::: RECORDS SUPPLIED :::

use saaj_catalog::domain::category::NewCategory;
use saaj_catalog::domain::product::{NewProduct, ProductListQuery, UpdateProduct};
use saaj_catalog::domain::product_image::NewProductImage;
use saaj_catalog::domain::tag::NewTag;
use saaj_catalog::repository::errors::RepositoryError;
use saaj_catalog::repository::{
    CategoryReader, CategoryWriter, ProductReader, ProductWriter, TagReader, TagWriter,
};

mod common;

#[test]
fn test_category_repository_crud() {
    let test_db = common::TestDb::new("test_category_repository_crud.db");
    let repo = test_db.repo();

    let rings = repo
        .create_category(&NewCategory::new("Rings"))
        .expect("create category");
    repo.create_category(&NewCategory::new("Bracelets"))
        .expect("create category");

    let listed = repo.list_categories().expect("list categories");
    assert_eq!(listed.len(), 2);
    assert_eq!(listed[0].name, "Bracelets"); // sorted by name
    assert_eq!(listed[1].name, "Rings");

    let by_name = repo
        .get_category_by_name("Rings")
        .expect("get by name")
        .expect("category exists");
    assert_eq!(by_name.id, rings.id);

    let by_id = repo
        .get_category_by_id(rings.id)
        .expect("get by id")
        .expect("category exists");
    assert_eq!(by_id.name, "Rings");

    repo.delete_category(rings.id).expect("delete category");
    assert!(repo.get_category_by_id(rings.id).expect("get by id").is_none());

    let err = repo
        .delete_category(rings.id)
        .expect_err("expected repeated delete to fail");
    assert!(matches!(err, RepositoryError::NotFound));
}

#[test]
fn test_tag_repository_crud() {
    let test_db = common::TestDb::new("test_tag_repository_crud.db");
    let repo = test_db.repo();

    let gold = repo.create_tag(&NewTag::new("Gold")).expect("create tag");
    let silver = repo.create_tag(&NewTag::new("Silver")).expect("create tag");

    let listed = repo.list_tags().expect("list tags");
    assert_eq!(listed.len(), 2);
    assert_eq!(listed[0].name, "Gold");

    let by_ids = repo
        .list_tags_by_ids(&[gold.id, silver.id, 999])
        .expect("list by ids");
    assert_eq!(by_ids.len(), 2);

    assert!(repo.list_tags_by_ids(&[]).expect("empty ids").is_empty());

    repo.delete_tag(silver.id).expect("delete tag");
    assert!(repo.get_tag_by_id(silver.id).expect("get by id").is_none());
}

#[test]
fn test_product_create_resolves_relations() {
    let test_db = common::TestDb::new("test_product_create_resolves_relations.db");
    let repo = test_db.repo();

    let rings = repo
        .create_category(&NewCategory::new("Rings"))
        .expect("create category");
    let gold = repo.create_tag(&NewTag::new("Gold")).expect("create tag");
    let new_arrival = repo
        .create_tag(&NewTag::new("New Arrival"))
        .expect("create tag");

    let new_product = NewProduct::new("Simple Band", "A plain gold band.", 99.99, rings.id)
        .with_discount(10)
        .with_tags(vec![gold.id, new_arrival.id])
        .with_images(vec![
            NewProductImage::new("https://cdn.test/band-front.jpg"),
            NewProductImage::new("https://cdn.test/band-side.jpg"),
        ]);

    let product = repo.create_product(&new_product).expect("create product");

    assert_eq!(product.name, "Simple Band");
    assert_eq!(product.discount, 10);
    assert_eq!(product.category.name, "Rings");
    assert_eq!(product.tags.len(), 2);
    assert_eq!(product.images.len(), 2);
    assert_eq!(product.images[0].url, "https://cdn.test/band-front.jpg");
    assert_eq!(product.images[1].url, "https://cdn.test/band-side.jpg");

    let fetched = repo
        .get_product_by_id(product.id)
        .expect("get product")
        .expect("product exists");
    assert_eq!(fetched.tags.len(), 2);
    assert_eq!(fetched.images.len(), 2);
}

#[test]
fn test_product_tags_collapse_duplicate_ids() {
    let test_db = common::TestDb::new("test_product_tags_collapse_duplicates.db");
    let repo = test_db.repo();

    let rings = repo
        .create_category(&NewCategory::new("Rings"))
        .expect("create category");
    let gold = repo.create_tag(&NewTag::new("Gold")).expect("create tag");
    let silver = repo.create_tag(&NewTag::new("Silver")).expect("create tag");

    let product = repo
        .create_product(
            &NewProduct::new("Band", "A band.", 50.0, rings.id)
                .with_tags(vec![gold.id, gold.id, silver.id]),
        )
        .expect("create product");
    assert_eq!(product.tags.len(), 2);

    let updated = repo
        .update_product(
            product.id,
            &UpdateProduct::new("Band", "A band.", 50.0, 0, rings.id)
                .tags(vec![silver.id, silver.id]),
        )
        .expect("update product");
    assert_eq!(updated.tags.len(), 1);
    assert_eq!(updated.tags[0].id, silver.id);
}

#[test]
fn test_product_update_distinguishes_unset_and_empty_tags() {
    let test_db = common::TestDb::new("test_product_update_unset_vs_empty.db");
    let repo = test_db.repo();

    let rings = repo
        .create_category(&NewCategory::new("Rings"))
        .expect("create category");
    let gold = repo.create_tag(&NewTag::new("Gold")).expect("create tag");

    let product = repo
        .create_product(
            &NewProduct::new("Band", "A band.", 50.0, rings.id).with_tags(vec![gold.id]),
        )
        .expect("create product");

    // Unset tags: scalars change, associations stay.
    let updated = repo
        .update_product(
            product.id,
            &UpdateProduct::new("Band", "A band.", 45.0, 0, rings.id),
        )
        .expect("update product");
    assert_eq!(updated.price, 45.0);
    assert_eq!(updated.tags.len(), 1);

    // Empty list clears the associations.
    let cleared = repo
        .update_product(
            product.id,
            &UpdateProduct::new("Band", "A band.", 45.0, 0, rings.id).tags(Vec::new()),
        )
        .expect("update product");
    assert!(cleared.tags.is_empty());
}

#[test]
fn test_product_update_replaces_images_in_order() {
    let test_db = common::TestDb::new("test_product_update_replaces_images.db");
    let repo = test_db.repo();

    let rings = repo
        .create_category(&NewCategory::new("Rings"))
        .expect("create category");

    let product = repo
        .create_product(
            &NewProduct::new("Band", "A band.", 50.0, rings.id)
                .with_images(vec![NewProductImage::new("https://cdn.test/old.jpg")]),
        )
        .expect("create product");

    let updated = repo
        .update_product(
            product.id,
            &UpdateProduct::new("Band", "A band.", 50.0, 0, rings.id).images(vec![
                NewProductImage::new("https://cdn.test/new-1.jpg"),
                NewProductImage::new("https://cdn.test/new-2.jpg"),
            ]),
        )
        .expect("update product");

    let urls: Vec<&str> = updated.images.iter().map(|img| img.url.as_str()).collect();
    assert_eq!(urls, vec!["https://cdn.test/new-1.jpg", "https://cdn.test/new-2.jpg"]);
}

#[test]
fn test_update_missing_product_reports_not_found() {
    let test_db = common::TestDb::new("test_update_missing_product.db");
    let repo = test_db.repo();

    let rings = repo
        .create_category(&NewCategory::new("Rings"))
        .expect("create category");

    let err = repo
        .update_product(999, &UpdateProduct::new("X", "X", 1.0, 0, rings.id))
        .expect_err("expected missing product to fail");
    assert!(matches!(err, RepositoryError::NotFound));
}

#[test]
fn test_category_delete_cascades_to_products() {
    let test_db = common::TestDb::new("test_category_delete_cascades.db");
    let repo = test_db.repo();

    let rings = repo
        .create_category(&NewCategory::new("Rings"))
        .expect("create category");
    let gold = repo.create_tag(&NewTag::new("Gold")).expect("create tag");

    let product = repo
        .create_product(
            &NewProduct::new("Band", "A band.", 50.0, rings.id)
                .with_tags(vec![gold.id])
                .with_images(vec![NewProductImage::new("https://cdn.test/band.jpg")]),
        )
        .expect("create product");

    repo.delete_category(rings.id).expect("delete category");

    assert!(repo.get_product_by_id(product.id).expect("get product").is_none());
    // The tag itself survives the cascade.
    assert!(repo.get_tag_by_id(gold.id).expect("get tag").is_some());
}

#[test]
fn test_tag_delete_leaves_products_in_place() {
    let test_db = common::TestDb::new("test_tag_delete_leaves_products.db");
    let repo = test_db.repo();

    let rings = repo
        .create_category(&NewCategory::new("Rings"))
        .expect("create category");
    let gold = repo.create_tag(&NewTag::new("Gold")).expect("create tag");

    let product = repo
        .create_product(&NewProduct::new("Band", "A band.", 50.0, rings.id).with_tags(vec![gold.id]))
        .expect("create product");

    repo.delete_tag(gold.id).expect("delete tag");

    let fetched = repo
        .get_product_by_id(product.id)
        .expect("get product")
        .expect("product exists");
    assert!(fetched.tags.is_empty());
}

#[test]
fn test_product_listing_windows_by_id() {
    let test_db = common::TestDb::new("test_product_listing_windows.db");
    let repo = test_db.repo();

    let rings = repo
        .create_category(&NewCategory::new("Rings"))
        .expect("create category");

    for index in 0..5 {
        repo.create_product(&NewProduct::new(
            format!("Band {index}"),
            "A band.",
            10.0 + index as f64,
            rings.id,
        ))
        .expect("create product");
    }

    let window = repo
        .list_products(ProductListQuery::new().skip(1).limit(2))
        .expect("list products");

    assert_eq!(window.len(), 2);
    assert_eq!(window[0].name, "Band 1");
    assert_eq!(window[1].name, "Band 2");

    let all = repo
        .list_products(ProductListQuery::new())
        .expect("list products");
    assert_eq!(all.len(), 5);
}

:::

Go through the records. Copy each line where "fetched" appears.

### EXPECTED ANSWER
    let fetched = repo
    assert_eq!(fetched.tags.len(), 2);
    assert_eq!(fetched.images.len(), 2);
    let fetched = repo
    assert!(fetched.tags.is_empty());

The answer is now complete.